Selon le ministre Amadou Coulibaly, porte-parole du gouvernement, cette initiative vise à clarifier et à compléter les obligations relatives aux assurances dans le domaine du bâtiment afin d’assurer une meilleure couverture des risques et des sinistres.
Il s’agit de deux types d’assurances qui deviennent désormais obligatoires pour tout constructeur. La première, l’assurance “tous risques chantier”, doit être souscrite avant l’ouverture du chantier. Elle couvre l’ensemble des dommages susceptibles de survenir pendant l’exécution des travaux, protégeant ainsi l’ouvrage en cours de construction, les travailleurs et les biens utilisés. Cette mesure vise à limiter les pertes financières et les litiges liés aux accidents ou incidents survenant sur les chantiers.
La seconde, l’assurance de “responsabilité civile décennale”, garantit la réparation des dommages matériels qui pourraient affecter la solidité ou la conformité de l’ouvrage pendant les dix années suivant sa réception. Elle constitue un outil essentiel pour renforcer la qualité des constructions et assurer la sécurité des usagers à long terme.

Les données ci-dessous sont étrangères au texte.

//! Extract command - pull a table out of a PDF with a language model.

use std::fs;
use std::path::{Path, PathBuf};
use std::time::Instant;

use clap::{Args, ValueEnum};
use console::style;
use indicatif::{ProgressBar, ProgressStyle};
use serde::Serialize;
use tracing::{debug, info};

use harvest_core::extraction::{extract_table, ChatCompletionsClient, PageSource, PageTextResolver};
use harvest_core::models::{ExtractionOutcome, ExtractionRequest, HarvestConfig, OutputFormat};
use harvest_core::validate_page_range;

use super::{apply_env, load_config, ENV_API_KEY};

/// Arguments for the extract command.
#[derive(Args)]
pub struct ExtractArgs {
    /// Input PDF file
    #[arg(required = true)]
    input: PathBuf,

    /// What to extract, in plain language
    #[arg(short, long)]
    prompt: String,

    /// Output format
    #[arg(short, long, value_enum, default_value = "csv")]
    format: FormatArg,

    /// Zero-based index of the first page to process
    #[arg(long, default_value_t = 0)]
    offset: usize,

    /// Maximum number of pages to process
    #[arg(short, long)]
    limit: Option<usize>,

    /// Output file (default: stdout)
    #[arg(short, long)]
    output: Option<PathBuf>,

    /// Model identifier (overrides OPENROUTER_MODEL and the config file)
    #[arg(short, long)]
    model: Option<String>,

    /// API key (overrides OPENROUTER_API_KEY and the config file)
    #[arg(long)]
    api_key: Option<String>,

    /// Print a JSON report with the table and page counts
    #[arg(long)]
    report: bool,

    /// Use only the PDF text layer
    #[arg(long)]
    no_ocr: bool,

    /// OCR model directory
    #[arg(long)]
    model_dir: Option<PathBuf>,
}

#[derive(Clone, Copy, Debug, ValueEnum)]
pub enum FormatArg {
    /// Comma-separated values
    Csv,
    /// Tab-separated values
    Tsv,
}

impl From<FormatArg> for OutputFormat {
    fn from(arg: FormatArg) -> Self {
        match arg {
            FormatArg::Csv => OutputFormat::Csv,
            FormatArg::Tsv => OutputFormat::Tsv,
        }
    }
}

/// Machine-readable summary printed with `--report`.
#[derive(Debug, Serialize)]
struct RunReport<'a> {
    data: &'a str,
    format: OutputFormat,
    mime_type: &'static str,
    rows: usize,
    data_rows: usize,
    extracted_pages: usize,
    total_pages: usize,
    #[serde(skip_serializing_if = "Option::is_none")]
    output: Option<&'a Path>,
}

impl<'a> RunReport<'a> {
    fn new(
        outcome: &ExtractionOutcome,
        table: &'a str,
        format: OutputFormat,
        output: Option<&'a Path>,
    ) -> Self {
        Self {
            data: table,
            format,
            mime_type: format.mime_type(),
            rows: outcome.rows.len(),
            data_rows: outcome.data_rows().len(),
            extracted_pages: outcome.extracted_pages,
            total_pages: outcome.total_pages,
            output,
        }
    }
}

pub async fn run(args: ExtractArgs, config_path: Option<&Path>) -> anyhow::Result<()> {
    let start = Instant::now();

    let mut config = load_config(config_path)?;
    apply_overrides(&mut config, &args);

    if !args.input.exists() {
        anyhow::bail!("Input file not found: {}", args.input.display());
    }
    if args.prompt.trim().is_empty() {
        anyhow::bail!("Prompt must not be empty.");
    }

    let client = ChatCompletionsClient::new(&config.llm).map_err(|e| {
        anyhow::anyhow!("{}. Set {} or pass --api-key.", e, ENV_API_KEY)
    })?;

    info!("Processing file: {}", args.input.display());
    let resolver = PageTextResolver::open(&args.input, &config)?;
    let (offset, limit) = validate_page_range(args.offset, args.limit, resolver.page_count())?;

    let format = OutputFormat::from(args.format);
    let request = ExtractionRequest::new(args.prompt.trim())
        .with_format(format)
        .with_offset(offset)
        .with_limit(limit);

    let pb = progress_bar(request.effective_pages(resolver.page_count()) as u64)?;
    let mut on_progress = |fraction: f64, message: &str| {
        let length = pb.length().unwrap_or(0) as f64;
        pb.set_position((fraction * length).round() as u64);
        pb.set_message(message.to_string());
    };

    let result = extract_table(&resolver, &client, &request, Some(&mut on_progress)).await;
    pb.finish_and_clear();
    drop(resolver);

    let outcome = result?;
    if outcome.is_empty() {
        anyhow::bail!("No text could be extracted from the PDF.");
    }

    let table = outcome.serialize(format)?;
    let written = match &args.output {
        Some(path) => {
            let path = with_format_extension(path, format);
            fs::write(&path, &table)?;
            Some(path)
        }
        None => None,
    };

    if args.report {
        print_report(&outcome, &table, format, written.as_deref())?;
    } else if written.is_none() {
        println!("{}", table);
    }

    if let Some(path) = &written {
        eprintln!("{} Output written to {}", style("✓").green(), path.display());
    }
    eprintln!(
        "{} Pages scanned: {} of {}",
        style("ℹ").blue(),
        outcome.extracted_pages,
        outcome.total_pages
    );

    debug!("Total processing time: {:?}", start.elapsed());
    Ok(())
}

/// Command-line flags win over everything loaded so far.
fn apply_overrides(config: &mut HarvestConfig, args: &ExtractArgs) {
    apply_env(&mut config.llm);

    if let Some(model) = &args.model {
        config.llm.model = model.clone();
    }
    if let Some(key) = &args.api_key {
        config.llm.api_key = Some(key.clone());
    }
    if args.no_ocr {
        config.ocr.enabled = false;
    }
    if let Some(dir) = &args.model_dir {
        config.models.model_dir = dir.clone();
    }
}

fn progress_bar(pages: u64) -> anyhow::Result<ProgressBar> {
    let pb = ProgressBar::new(pages);
    pb.set_style(
        ProgressStyle::default_bar()
            .template("{spinner:.green} [{elapsed_precise}] {bar:40.cyan/blue} {pos}/{len} {msg}")?
            .progress_chars("##-"),
    );
    pb.set_message("Reading pages...");
    Ok(pb)
}

/// Add the format's extension when `path` has none.
fn with_format_extension(path: &Path, format: OutputFormat) -> PathBuf {
    if path.extension().is_some() {
        path.to_path_buf()
    } else {
        path.with_extension(format.extension())
    }
}

fn print_report(
    outcome: &ExtractionOutcome,
    table: &str,
    format: OutputFormat,
    output: Option<&Path>,
) -> anyhow::Result<()> {
    let report = RunReport::new(outcome, table, format, output);
    println!("{}", serde_json::to_string_pretty(&report)?);
    Ok(())
}

#[cfg(test)]
mod tests {
    use super::*;

    #[test]
    fn test_output_extension_added_when_missing() {
        assert_eq!(
            with_format_extension(Path::new("out/table"), OutputFormat::Tsv),
            PathBuf::from("out/table.tsv")
        );
        assert_eq!(
            with_format_extension(Path::new("table.txt"), OutputFormat::Csv),
            PathBuf::from("table.txt")
        );
    }

    #[test]
    fn test_report_shape() {
        let outcome = ExtractionOutcome {
            rows: vec![
                vec!["page_number".to_string(), "v".to_string()],
                vec!["2".to_string(), "x".to_string()],
            ],
            extracted_pages: 1,
            total_pages: 3,
        };
        let report = RunReport::new(&outcome, "page_number,v\n2,x", OutputFormat::Csv, None);
        let json = serde_json::to_value(&report).unwrap();
        assert_eq!(json["format"], "CSV");
        assert_eq!(json["mime_type"], "text/csv");
        assert_eq!(json["rows"], 2);
        assert_eq!(json["data_rows"], 1);
        assert_eq!(json["total_pages"], 3);
        assert!(json.get("output").is_none());
    }
}
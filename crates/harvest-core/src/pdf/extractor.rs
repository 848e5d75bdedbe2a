//! PDF text and raster extraction using lopdf and pdf-extract.

use std::cell::OnceCell;
use std::path::Path;

use image::DynamicImage;
use lopdf::{Document, Object, ObjectId};
use tracing::{debug, warn};

use super::raster::{collect_placements, compose, Placement, Transform};
use super::{PdfProcessor, Result};
use crate::error::PdfError;

/// US Letter, used when a page carries no usable MediaBox.
const DEFAULT_PAGE_BOX: [f32; 4] = [0.0, 0.0, 612.0, 792.0];

/// PDF content extractor using lopdf.
pub struct PdfExtractor {
    document: Option<Document>,
    raw_data: Vec<u8>,
    max_render_edge: u32,
    /// Per-page text from pdf-extract, computed on first fallback.
    fallback_pages: OnceCell<Option<Vec<String>>>,
}

impl PdfExtractor {
    /// Create a new PDF extractor.
    pub fn new() -> Self {
        Self {
            document: None,
            raw_data: Vec::new(),
            max_render_edge: 4000,
            fallback_pages: OnceCell::new(),
        }
    }

    /// Cap the longest edge of rendered pages.
    pub fn with_max_render_edge(mut self, edge: u32) -> Self {
        self.max_render_edge = edge.max(1);
        self
    }

    /// Read and load a PDF from disk.
    pub fn open(path: &Path) -> Result<Self> {
        let data = std::fs::read(path)
            .map_err(|e| PdfError::Parse(format!("{}: {}", path.display(), e)))?;
        let mut extractor = Self::new();
        extractor.load(&data)?;
        Ok(extractor)
    }

    /// Load a PDF from bytes.
    pub fn load(&mut self, data: &[u8]) -> Result<()> {
        let mut doc = Document::load_mem(data).map_err(|e| PdfError::Parse(e.to_string()))?;

        // Handle PDFs with empty password encryption
        if doc.is_encrypted() {
            if doc.decrypt("").is_err() {
                return Err(PdfError::Encrypted);
            }
            debug!("Decrypted PDF with empty password");

            // pdf-extract needs the decrypted bytes
            let mut decrypted_data = Vec::new();
            doc.save_to(&mut decrypted_data)
                .map_err(|e| PdfError::Parse(format!("failed to save decrypted PDF: {}", e)))?;
            self.raw_data = decrypted_data;
        } else {
            self.raw_data = data.to_vec();
        }

        debug!("Loaded PDF with {} pages", doc.get_pages().len());
        self.document = Some(doc);
        self.fallback_pages = OnceCell::new();
        Ok(())
    }

    fn document(&self) -> Result<&Document> {
        self.document
            .as_ref()
            .ok_or_else(|| PdfError::Parse("no document loaded".to_string()))
    }

    fn page_id(&self, page: u32) -> Result<ObjectId> {
        self.document()?
            .get_pages()
            .get(&page)
            .copied()
            .ok_or(PdfError::InvalidPage(page))
    }

    /// Page text from pdf-extract, split on form feeds.
    ///
    /// pdf-extract is known to panic on some malformed fonts, so the call is
    /// isolated and a panic counts as "no text".
    fn fallback_page_text(&self, page: u32) -> Option<String> {
        let pages = self.fallback_pages.get_or_init(|| {
            let data = &self.raw_data;
            let outcome = std::panic::catch_unwind(std::panic::AssertUnwindSafe(|| {
                pdf_extract::extract_text_from_mem_by_pages(data)
            }));
            match outcome {
                Ok(Ok(pages)) => Some(pages),
                Ok(Err(e)) => {
                    warn!("pdf-extract failed: {}", e);
                    None
                }
                Err(_) => {
                    warn!("pdf-extract panicked while reading document");
                    None
                }
            }
        });
        pages
            .as_ref()
            .and_then(|pages| pages.get(page.checked_sub(1)? as usize))
            .cloned()
    }

    /// Look up a page attribute, following the `Parent` chain for inherited keys.
    fn inherited_attribute<'a>(
        &self,
        doc: &'a Document,
        node_id: ObjectId,
        key: &[u8],
    ) -> Option<&'a Object> {
        let mut current = Some(node_id);
        // Page trees are shallow; the bound guards against reference cycles.
        for _ in 0..32 {
            let dict = doc.get_object(current?).ok()?.as_dict().ok()?;
            if let Ok(value) = dict.get(key) {
                return doc.dereference(value).ok().map(|(_, obj)| obj);
            }
            current = dict.get(b"Parent").ok().and_then(|p| p.as_reference().ok());
        }
        None
    }

    /// Page bounds `[x0, y0, x1, y1]` in points, from its MediaBox.
    fn page_box(&self, doc: &Document, page_id: ObjectId) -> [f32; 4] {
        let coords = self
            .inherited_attribute(doc, page_id, b"MediaBox")
            .and_then(|b| b.as_array().ok())
            .filter(|b| b.len() == 4)
            .and_then(|b| {
                let mut out = [0.0; 4];
                for (slot, v) in out.iter_mut().zip(b) {
                    *slot = v.as_float().ok()?;
                }
                Some(out)
            });
        match coords {
            Some([x0, y0, x1, y1]) if (x1 - x0).abs() > 0.0 && (y1 - y0).abs() > 0.0 => [x0, y0, x1, y1],
            _ => DEFAULT_PAGE_BOX,
        }
    }

    /// Every image the page draws, with its placement.
    fn page_placements(&self, doc: &Document, page_id: ObjectId) -> Vec<Placement> {
        let content = match doc.get_page_content(page_id) {
            Ok(content) => content,
            Err(e) => {
                debug!("Could not read page content: {}", e);
                return Vec::new();
            }
        };
        let resources = self
            .inherited_attribute(doc, page_id, b"Resources")
            .and_then(|r| r.as_dict().ok());

        let mut placements = Vec::new();
        collect_placements(doc, &content, resources, Transform::IDENTITY, 0, &mut placements);
        placements
    }
}

impl Default for PdfExtractor {
    fn default() -> Self {
        Self::new()
    }
}

impl PdfProcessor for PdfExtractor {
    fn page_count(&self) -> u32 {
        self.document
            .as_ref()
            .map(|doc| doc.get_pages().len() as u32)
            .unwrap_or(0)
    }

    fn extract_page_text(&self, page: u32) -> Result<String> {
        let doc = self.document()?;
        self.page_id(page)?;

        match doc.extract_text(&[page]) {
            Ok(text) => Ok(text.trim().to_string()),
            Err(e) => {
                debug!("lopdf text extraction failed on page {}: {}, trying pdf-extract", page, e);
                self.fallback_page_text(page)
                    .map(|text| text.trim().to_string())
                    .ok_or_else(|| PdfError::TextExtraction(format!("page {}: {}", page, e)))
            }
        }
    }

    fn render_page(&self, page: u32, dpi: u32) -> Result<DynamicImage> {
        let doc = self.document()?;
        let page_id = self.page_id(page)?;

        let placements = self.page_placements(doc, page_id);
        if placements.is_empty() {
            return Err(PdfError::Render(format!("no raster content on page {}", page)));
        }

        let page_box = self.page_box(doc, page_id);
        Ok(compose(&placements, page_box, dpi, self.max_render_edge))
    }
}
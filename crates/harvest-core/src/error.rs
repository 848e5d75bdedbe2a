//! Error types for the harvest-core library.

use thiserror::Error;

/// Main error type for the harvest library.
#[derive(Error, Debug)]
pub enum HarvestError {
    /// PDF processing error.
    #[error("PDF error: {0}")]
    Pdf(#[from] PdfError),

    /// Table extraction error.
    #[error("extraction error: {0}")]
    Extraction(#[from] ExtractionError),

    /// Page range or request validation error.
    #[error("{0}")]
    Validation(#[from] ValidationError),

    /// I/O error.
    #[error("I/O error: {0}")]
    Io(#[from] std::io::Error),
}

/// Errors related to PDF processing.
#[derive(Error, Debug)]
pub enum PdfError {
    /// Failed to open/parse the PDF file.
    #[error("failed to read PDF: {0}")]
    Parse(String),

    /// Failed to extract text from a page.
    #[error("failed to extract text: {0}")]
    TextExtraction(String),

    /// Failed to produce a raster for a page.
    #[error("failed to render page: {0}")]
    Render(String),

    /// The PDF is encrypted and cannot be processed.
    #[error("PDF is encrypted")]
    Encrypted,

    /// Invalid page number requested.
    #[error("invalid page number: {0}")]
    InvalidPage(u32),
}

/// Errors related to OCR processing.
#[derive(Error, Debug)]
pub enum OcrError {
    /// Failed to load OCR models.
    #[error("failed to load model: {0}")]
    ModelLoad(String),

    /// Text detection or recognition failed.
    #[error("text recognition failed: {0}")]
    Recognition(String),

    /// Invalid image format or dimensions.
    #[error("invalid image: {0}")]
    InvalidImage(String),
}

/// Errors raised by the model service client.
#[derive(Error, Debug)]
pub enum ModelError {
    /// Transport failure talking to the service.
    #[error("request failed: {0}")]
    Http(#[from] reqwest::Error),

    /// Service answered with a non-success status.
    #[error("service returned {status}: {body}")]
    Status { status: u16, body: String },

    /// Response body did not have the expected shape.
    #[error("malformed response: {0}")]
    Malformed(String),

    /// Client could not be built from the given configuration.
    #[error("invalid model configuration: {0}")]
    Config(String),
}

/// Errors that abort an extraction run.
#[derive(Error, Debug)]
pub enum ExtractionError {
    /// The model call for a page failed; the whole run is abandoned.
    #[error("LLM invocation failed: {source}")]
    ModelInvocation {
        page: u32,
        #[source]
        source: ModelError,
    },

    /// Rows could not be written out.
    #[error("failed to serialize rows: {0}")]
    Serialize(String),
}

/// Errors for user-supplied page ranges.
#[derive(Error, Debug, Clone, PartialEq, Eq)]
pub enum ValidationError {
    #[error("PDF has no pages.")]
    NoPages,

    #[error("Limit pages must be a positive integer.")]
    InvalidLimit,

    #[error("Page offset is beyond the total number of pages.")]
    OffsetOutOfRange,
}

/// Result type for the harvest library.
pub type Result<T> = std::result::Result<T, HarvestError>;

Cette même loi fait obligation à tout propriétaire de bâtiment à souscrire une assurance de responsabilité civile, couvrant les dommages corporels ou matériels causés à des tiers en cas de ruine de l’ouvrage imputable à un défaut de construction ou d’entretien. Cette disposition vise à mieux protéger les citoyens et à garantir une indemnisation rapide et équitable des victimes.
Pour le gouvernement, ces mesures permettront de sécuriser davantage le secteur de la construction, de réduire les risques pour les usagers et d’améliorer la gestion des sinistres.
« Il s’agit de faire en sorte qu’en cas de victime, les indemnisations puissent être effectuées rapidement et efficacement. Tout cela s’inscrit dans la politique immobilière nationale, au regard des accidents constatés ces dernières années dans le domaine », a expliqué Amadou Coulibaly, ajoutant que la souscription à ces assurances n’aura pas de répercussion sur le coût des loyers.
Cette réforme marque une étape importante dans la régulation du secteur de la construction en Côte d’Ivoire.